Ditsy Rebecca Bloomwood (played by the incomparable Isla Fisher) has 12 credit cards, all maxed to the hilt. She thinks nothing of using plastic to buy $200 worth of Marc Jacobs underwear because “underwear is a basic human right.” Then, in a plot twist only Hollywood could dream up, she becomes a writer for Successful Saving, a magazine that sounds an awful lot like Kiplinger’s Personal Finance. Coincidence? We like to think not. See how Rebecca erases $16,000 in credit-card debt and finds Mr. Right, without Mr. Right providing a financial bailout. LESSON: Use credit only to buy things of lasting value: a home, an education, maybe a car. For everything else, pay cash.

Tom Hanks and Shelley Long starred in a 1980s remake entitled “The Money Pit.” But we like the original best.
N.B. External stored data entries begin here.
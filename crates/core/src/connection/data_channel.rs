//! A single SCTP data channel presented as a duplex message stream
//! (spec.md section 4.1). Grounded on the teacher's data channel wiring in
//! `WebRTCPeer::on_input_event`/`send_data_channel_message` -- open/message
//! callbacks registered once at construction, state read back through an
//! `Arc`-shared handle -- generalized from a single fixed "input" channel to
//! an arbitrary tracked channel with its own event stream.

use std::collections::VecDeque;
use std::sync::atomic::{AtomicBool, Ordering};
use std::sync::Arc;

use bytes::Bytes;
use mockrtc_protocol::MockRtcError;
use tokio::sync::{broadcast, Mutex};
use webrtc::data_channel::data_channel_message::DataChannelMessage;
use webrtc::data_channel::RTCDataChannel;

use crate::error::IntoMockRtcError;

/// A single data-channel message, preserving the wire-level text/binary
/// distinction end to end (spec.md section 4.1).
#[derive(Debug, Clone, PartialEq, Eq)]
pub enum Payload {
    Text(String),
    Binary(Bytes),
}

impl Payload {
    pub fn is_binary(&self) -> bool {
        matches!(self, Payload::Binary(_))
    }

    fn from_wire(msg: DataChannelMessage) -> Self {
        if msg.is_string {
            Payload::Text(String::from_utf8_lossy(&msg.data).into_owned())
        } else {
            Payload::Binary(msg.data)
        }
    }
}

/// Events emitted by a [`DataChannelStream`], spec.md section 4.1.
#[derive(Debug, Clone)]
pub enum ChannelEvent {
    Open,
    ReadData(Payload),
    WroteData(Payload),
    Close,
    Error(String),
}

/// Duplex view over a single `RTCDataChannel`. Constructed both for
/// locally-created channels (`create-channel` step, control channel) and for
/// channels the remote side opened (`on_data_channel`).
pub struct DataChannelStream {
    channel: Arc<RTCDataChannel>,
    label: String,
    protocol: String,
    is_open: Arc<AtomicBool>,
    is_local: bool,
    events: broadcast::Sender<ChannelEvent>,
    /// Readable high-water-mark queue. Best-effort: the underlying SCTP
    /// transport has its own buffering, this just bounds how much we hold
    /// onto past what a consumer has drained via `read-data`.
    queue: Arc<Mutex<VecDeque<Payload>>>,
    high_water_mark: usize,
}

impl DataChannelStream {
    /// Wrap an already-created or already-remote-opened channel and wire up
    /// its callbacks. `is_local` distinguishes `channel-created` vs
    /// `remote-channel-created` at the [`super::Connection`] level.
    pub fn wrap(channel: Arc<RTCDataChannel>, is_local: bool, high_water_mark: usize) -> Self {
        let (events, _) = broadcast::channel(64);
        let label = channel.label().to_string();
        let protocol = channel.protocol().to_string();
        let is_open = Arc::new(AtomicBool::new(false));
        let queue = Arc::new(Mutex::new(VecDeque::new()));

        let stream = Self {
            channel: Arc::clone(&channel),
            label,
            protocol,
            is_open: Arc::clone(&is_open),
            is_local,
            events: events.clone(),
            queue: Arc::clone(&queue),
            high_water_mark,
        };

        let open_flag = Arc::clone(&is_open);
        let open_events = events.clone();
        channel.on_open(Box::new(move || {
            open_flag.store(true, Ordering::SeqCst);
            let _ = open_events.send(ChannelEvent::Open);
            Box::pin(async {})
        }));

        let message_events = events.clone();
        let message_queue = Arc::clone(&queue);
        let hwm = high_water_mark;
        channel.on_message(Box::new(move |msg: DataChannelMessage| {
            let payload = Payload::from_wire(msg);
            let _ = message_events.send(ChannelEvent::ReadData(payload.clone()));
            let queue = Arc::clone(&message_queue);
            Box::pin(async move {
                let mut queue = queue.lock().await;
                if queue.len() < hwm {
                    queue.push_back(payload);
                } else {
                    tracing::debug!(over_capacity = hwm, "dropping queued data channel message");
                }
            })
        }));

        let close_flag = Arc::clone(&is_open);
        let close_events = events.clone();
        channel.on_close(Box::new(move || {
            close_flag.store(false, Ordering::SeqCst);
            let _ = close_events.send(ChannelEvent::Close);
            Box::pin(async {})
        }));

        let error_events = events.clone();
        channel.on_error(Box::new(move |err| {
            let _ = error_events.send(ChannelEvent::Error(err.to_string()));
            Box::pin(async {})
        }));

        stream
    }

    pub fn id(&self) -> u16 {
        self.channel.id()
    }

    pub fn label(&self) -> &str {
        &self.label
    }

    pub fn protocol(&self) -> &str {
        &self.protocol
    }

    pub fn is_open(&self) -> bool {
        self.is_open.load(Ordering::SeqCst)
    }

    pub fn is_local(&self) -> bool {
        self.is_local
    }

    pub fn subscribe(&self) -> broadcast::Receiver<ChannelEvent> {
        self.events.subscribe()
    }

    /// Pop the oldest queued inbound message, if any. Used by `wait-for-message`
    /// to check for an already-buffered message before attaching a listener.
    pub async fn pop_queued(&self) -> Option<Payload> {
        self.queue.lock().await.pop_front()
    }

    pub async fn send(&self, payload: Payload) -> Result<(), MockRtcError> {
        let result = match &payload {
            Payload::Text(text) => self.channel.send_text(text.clone()).await.map(|_| ()),
            Payload::Binary(bytes) => self.channel.send(bytes).await.map(|_| ()),
        };
        result.transport_err()?;
        let _ = self.events.send(ChannelEvent::WroteData(payload));
        Ok(())
    }

    pub async fn close(&self) -> Result<(), MockRtcError> {
        self.channel.close().await.transport_err()
    }
}

#[cfg(test)]
mod tests {
    use super::*;

    #[test]
    fn payload_reports_binary_correctly() {
        assert!(!Payload::Text("hi".into()).is_binary());
        assert!(Payload::Binary(Bytes::from_static(b"hi")).is_binary());
    }
}
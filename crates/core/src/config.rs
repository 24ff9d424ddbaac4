//! Engine-wide configuration, loaded the way the teacher's
//! `server::config::load_config` loads TOML: read the file if present, fall
//! back to defaults with a warning otherwise. The CLI/config-loader edge
//! itself (argv parsing, file watching) is out of scope per spec.md section
//! 1 -- this just owns the `EngineConfig` shape and its TOML (de)serializer.

use std::path::Path;

use serde::{Deserialize, Serialize};

/// One entry of `RTCConfiguration::ice_servers`.
#[derive(Debug, Clone, Serialize, Deserialize)]
pub struct IceServerConfig {
    pub urls: Vec<String>,
    #[serde(default)]
    pub username: Option<String>,
    #[serde(default)]
    pub credential: Option<String>,
}

impl Default for IceServerConfig {
    fn default() -> Self {
        Self {
            urls: vec![
                "stun:stun.l.google.com:19302".to_string(),
                "stun:stun1.l.google.com:19302".to_string(),
            ],
            username: None,
            credential: None,
        }
    }
}

#[derive(Debug, Clone, Serialize, Deserialize)]
pub struct EngineConfig {
    #[serde(default = "default_ice_servers")]
    pub ice_servers: Vec<IceServerConfig>,
    /// Default for `Peer::record_messages` when a peer build doesn't
    /// override it.
    #[serde(default)]
    pub record_messages_by_default: bool,
    /// High-water mark for a [`crate::connection::data_channel::DataChannelStream`]'s
    /// readable queue (spec.md section 4.1).
    #[serde(default = "default_high_water_mark")]
    pub data_channel_high_water_mark: usize,
    /// How often `media-track-stats` ticks while a track is open, in
    /// milliseconds (spec.md section 6, "~1s intervals").
    #[serde(default = "default_stats_interval_ms")]
    pub media_stats_interval_ms: u64,
}

impl Default for EngineConfig {
    fn default() -> Self {
        Self {
            ice_servers: default_ice_servers(),
            record_messages_by_default: false,
            data_channel_high_water_mark: default_high_water_mark(),
            media_stats_interval_ms: default_stats_interval_ms(),
        }
    }
}

fn default_ice_servers() -> Vec<IceServerConfig> {
    vec![IceServerConfig::default()]
}

fn default_high_water_mark() -> usize {
    256
}

fn default_stats_interval_ms() -> u64 {
    1_000
}

/// Load an [`EngineConfig`] from a TOML file. Missing file -> defaults plus
/// a warning; present-but-unparsable file -> an error (we don't silently
/// fall back from a broken config, only a missing one).
pub fn load_config(path: &Path) -> anyhow::Result<EngineConfig> {
    if !path.exists() {
        tracing::warn!(
            path = %path.display(),
            "config file not found, using defaults"
        );
        return Ok(EngineConfig::default());
    }

    let contents = std::fs::read_to_string(path)?;
    let config: EngineConfig = toml::from_str(&contents)?;
    tracing::info!(path = %path.display(), "loaded engine config");
    Ok(config)
}

#[cfg(test)]
mod tests {
    use super::*;

    #[test]
    fn default_config_has_one_ice_server_and_no_recording() {
        let config = EngineConfig::default();
        assert_eq!(config.ice_servers.len(), 1);
        assert!(!config.record_messages_by_default);
        assert_eq!(config.media_stats_interval_ms, 1_000);
    }

    #[test]
    fn missing_file_falls_back_to_defaults() {
        let config = load_config(Path::new("/nonexistent/engine.toml")).unwrap();
        assert_eq!(config.data_channel_high_water_mark, 256);
    }

    #[test]
    fn parses_partial_toml_with_defaults_filled_in() {
        let toml_str = r#"
            record_messages_by_default = true
        "#;
        let config: EngineConfig = toml::from_str(toml_str).unwrap();
        assert!(config.record_messages_by_default);
        assert_eq!(config.ice_servers.len(), 1);
    }
}
//! Semantic SDP transform: given a foreign parsed SDP, produce a locally
//! generated SDP that negotiates the same m-sections, mids, payload types,
//! directions and SSRCs, but with this Connection's own fingerprint and ICE
//! credentials (spec.md section 4.4). Grounded on the teacher's `handle_offer`
//! offer/answer dance in `connection::mod`, layered with the structured
//! rewrite `mockrtc_protocol::sdp::ParsedSdp::apply_to` already does for us.

use std::sync::Arc;

use mockrtc_protocol::{MediaKind, MockRtcError, ParsedSdp, SessionDescription};

use crate::connection::{capability_from_rtpmap, Connection, ConnectionState};

/// Rules 1-4 of spec.md section 4.4, offer side.
pub async fn mirror_for_offer(
    connection: &Arc<Connection>,
    source: &ParsedSdp,
    force_add_data_stream: bool,
) -> Result<SessionDescription, MockRtcError> {
    let existing_tracks = connection.tracks().await;
    for section in source.non_application() {
        if existing_tracks.iter().any(|t| t.mid() == section.mid) {
            continue;
        }
        let payload = section.payloads.first().copied().unwrap_or(0);
        let capability = capability_from_rtpmap(section.kind, &section.rtp, payload);
        connection
            .add_local_media_track(&section.mid, section.kind, section.direction, capability)
            .await?;
    }

    let no_media_yet_and_new = source.non_application().next().is_none()
        && connection.state().await == ConnectionState::New;
    let needs_setup_channel =
        source.has_application_section() || no_media_yet_and_new || force_add_data_stream;

    let setup_channel = if needs_setup_channel {
        Some(
            connection
                .create_data_channel(crate::connection::SETUP_CHANNEL_LABEL)
                .await?,
        )
    } else {
        None
    };

    let offer = connection.build_local_offer().await?;

    if let Some(channel) = setup_channel {
        channel.close().await?;
    }

    apply_mirror(&offer, source)
}

/// Offer mirroring already set the remote description before this is
/// called; produce the normal local answer and overwrite media parameters
/// from the source answer (spec.md section 4.4, answer rules).
pub async fn mirror_for_answer(
    connection: &Arc<Connection>,
    source: &ParsedSdp,
) -> Result<SessionDescription, MockRtcError> {
    let answer = connection.build_local_answer().await?;
    apply_mirror(&answer, source)
}

fn apply_mirror(
    local: &SessionDescription,
    source: &ParsedSdp,
) -> Result<SessionDescription, MockRtcError> {
    let parsed_local = local.parsed();

    for section in &source.media {
        if section.kind == MediaKind::Application {
            continue;
        }
        let target = parsed_local.section_by_mid(&section.mid).ok_or_else(|| {
            MockRtcError::MirrorMismatch(format!("source mid {} missing from local offer", section.mid))
        })?;
        if target.kind != section.kind {
            return Err(MockRtcError::MirrorMismatch(format!(
                "type mismatch for mid {}: local {:?} vs source {:?}",
                section.mid, target.kind, section.kind
            )));
        }
    }

    let mut mirrored = parsed_local;
    mirrored.msid_semantic = source.msid_semantic.clone();
    for target in mirrored.media.iter_mut() {
        if target.kind == MediaKind::Application {
            continue;
        }
        let Some(source_section) = source.section_by_mid(&target.mid) else {
            continue;
        };
        target.msid = source_section.msid.clone();
        target.protocol = source_section.protocol.clone();
        target.ext = source_section.ext.clone();
        target.payloads = source_section.payloads.clone();
        target.rtp = source_section.rtp.clone();
        target.fmtp = source_section.fmtp.clone();
        target.rtcp = source_section.rtcp.clone();
        target.rtcp_fb = source_section.rtcp_fb.clone();
        target.ssrc_groups = source_section.ssrc_groups.clone();
        target.ssrcs = source_section.ssrcs.clone();
    }

    let rewritten_sdp = mirrored.apply_to(&local.sdp);
    Ok(SessionDescription {
        kind: local.kind,
        sdp: rewritten_sdp,
    })
}

#[cfg(test)]
mod tests {
    use super::*;
    use mockrtc_protocol::{Direction, MediaSection, SdpType};
    use std::collections::BTreeMap;

    fn section(mid: &str, kind: MediaKind) -> MediaSection {
        MediaSection {
            mid: mid.to_string(),
            kind,
            direction: Direction::Sendrecv,
            protocol: "UDP/TLS/RTP/SAVPF".to_string(),
            payloads: vec![111],
            rtp: BTreeMap::from([(111, "opus/48000/2".to_string())]),
            fmtp: BTreeMap::new(),
            rtcp: None,
            rtcp_fb: BTreeMap::new(),
            ext: Vec::new(),
            ssrcs: Vec::new(),
            ssrc_groups: Vec::new(),
            msid: Some("stream track".to_string()),
            other_attributes: Vec::new(),
        }
    }

    #[test]
    fn apply_mirror_fails_on_missing_mid() {
        let local = SessionDescription::offer(
            "v=0\r\no=- 1 1 IN IP4 127.0.0.1\r\ns=-\r\nt=0 0\r\n".to_string(),
        );
        let source = ParsedSdp {
            msid_semantic: None,
            media: vec![section("0", MediaKind::Audio)],
        };
        let result = apply_mirror(&local, &source);
        assert!(matches!(result, Err(MockRtcError::MirrorMismatch(_))));
    }

    #[test]
    fn apply_mirror_fails_on_type_mismatch() {
        let local_sdp = "v=0\r\no=- 1 1 IN IP4 127.0.0.1\r\ns=-\r\nt=0 0\r\n\
m=video 9 UDP/TLS/RTP/SAVPF 96\r\na=mid:0\r\na=sendrecv\r\n";
        let local = SessionDescription {
            kind: SdpType::Offer,
            sdp: local_sdp.to_string(),
        };
        let source = ParsedSdp {
            msid_semantic: None,
            media: vec![section("0", MediaKind::Audio)],
        };
        let result = apply_mirror(&local, &source);
        assert!(matches!(result, Err(MockRtcError::MirrorMismatch(_))));
    }

    #[test]
    fn apply_mirror_copies_media_parameters() {
        let local_sdp = "v=0\r\no=- 1 1 IN IP4 127.0.0.1\r\ns=-\r\nt=0 0\r\n\
m=audio 9 UDP/TLS/RTP/SAVPF 111\r\na=mid:0\r\na=sendrecv\r\na=fingerprint:sha-256 AA:BB\r\n";
        let local = SessionDescription {
            kind: SdpType::Offer,
            sdp: local_sdp.to_string(),
        };
        let mut source_section = section("0", MediaKind::Audio);
        source_section.msid = Some("mirrored-stream mirrored-track".to_string());
        let source = ParsedSdp {
            msid_semantic: Some("WMS mirrored-stream".to_string()),
            media: vec![source_section],
        };

        let mirrored = apply_mirror(&local, &source).unwrap();
        assert!(mirrored.sdp.contains("mirrored-stream mirrored-track"));
        assert!(mirrored.sdp.contains("a=fingerprint:sha-256 AA:BB"));
    }
}
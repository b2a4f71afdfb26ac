use smartstring::alias::String;
use std::collections::HashMap;
use std::slice::Iter;

/// Interning table handing out dense indices in insertion order.
#[derive(Default, Debug, Clone)]
pub struct Symtab {
    map: HashMap<String, usize>,
    vec: Vec<String>,
}

impl Symtab {
    pub fn new() -> Self {
        Self {
            map: HashMap::new(),
            vec: Vec::new(),
        }
    }

    pub fn add(&mut self, sym: &str) -> usize {
        if let Some(&idx) = self.map.get(sym) {
            return idx;
        }
        let idx = self.vec.len();
        let owned: String = sym.into();
        self.vec.push(owned.clone());
        self.map.insert(owned, idx);
        idx
    }

    pub fn iter(&self) -> Iter<'_, String> {
        self.vec.iter()
    }

    pub fn idx(&self, sym: &str) -> Option<usize> {
        self.map.get(sym).copied()
    }

    pub fn sym(&self, idx: usize) -> Option<&str> {
        self.vec.get(idx).map(|x| x.as_str())
    }

    pub fn len(&self) -> usize {
        self.vec.len()
    }

    pub fn is_empty(&self) -> bool {
        self.vec.is_empty()
    }

    pub fn into_vec(self) -> Vec<String> {
        self.vec
    }
}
Ad man Cary Grant can no longer stand the cramped quarters of his New York City apartment, so he moves wife Muriel (Myrna Loy) and their two daughters to a charming fixer-upper in Connecticut. End of story? Fat chance. Just the beginning of a hilarious saga about the reality of the American Dream. Even Muriel’s quaint request for a “little dry place to repot my plants” turns into an expensive ordeal of ripping out tile floors and installing drains. But there’s a happy ending: Maid Gussie’s declaration “If it ain’t wham, it ain’t ham” serves as the inspiration for a winning (and lucrative) ad campaign that allows Mr. Blanding to enjoy the fruits of country living in his dream house. LESSON: Owning a home comes with a great deal of responsibility, starting with good credit, a substantial down payment and the means to protect your investment.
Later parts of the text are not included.